## DIRECTIONS
Please return every line from the entries that has the string "RleUnsupported" in it.

## DATASET

================

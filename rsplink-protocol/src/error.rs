//! Protocol error types.

use thiserror::Error;

/// Errors raised while decoding RSP traffic.
#[derive(Debug, Clone, PartialEq, Eq, Error)]
pub enum ProtocolError {
    #[error("unexpected byte {0:#04x} at start of message")]
    UnexpectedByte(u8),

    #[error("checksum mismatch: received {received:02X}, computed {computed:02X}")]
    ChecksumMismatch { received: u8, computed: u8 },

    #[error("invalid checksum digits: {0:?}")]
    InvalidChecksumDigits([u8; 2]),

    #[error("run-length encoded packets are not supported")]
    RleUnsupported,

    #[error("frame too large: {size} bytes (max {max})")]
    FrameTooLarge { size: usize, max: usize },
}

impl ProtocolError {
    /// Returns whether the reader can recover by sending a Nak and reading on.
    ///
    /// Framing faults are recoverable; an RLE marker ends the current read.
    pub fn is_recoverable(&self) -> bool {
        !matches!(self, ProtocolError::RleUnsupported)
    }
}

================

## REPLY TO THE TASK
    RleUnsupported,
        !matches!(self, ProtocolError::RleUnsupported)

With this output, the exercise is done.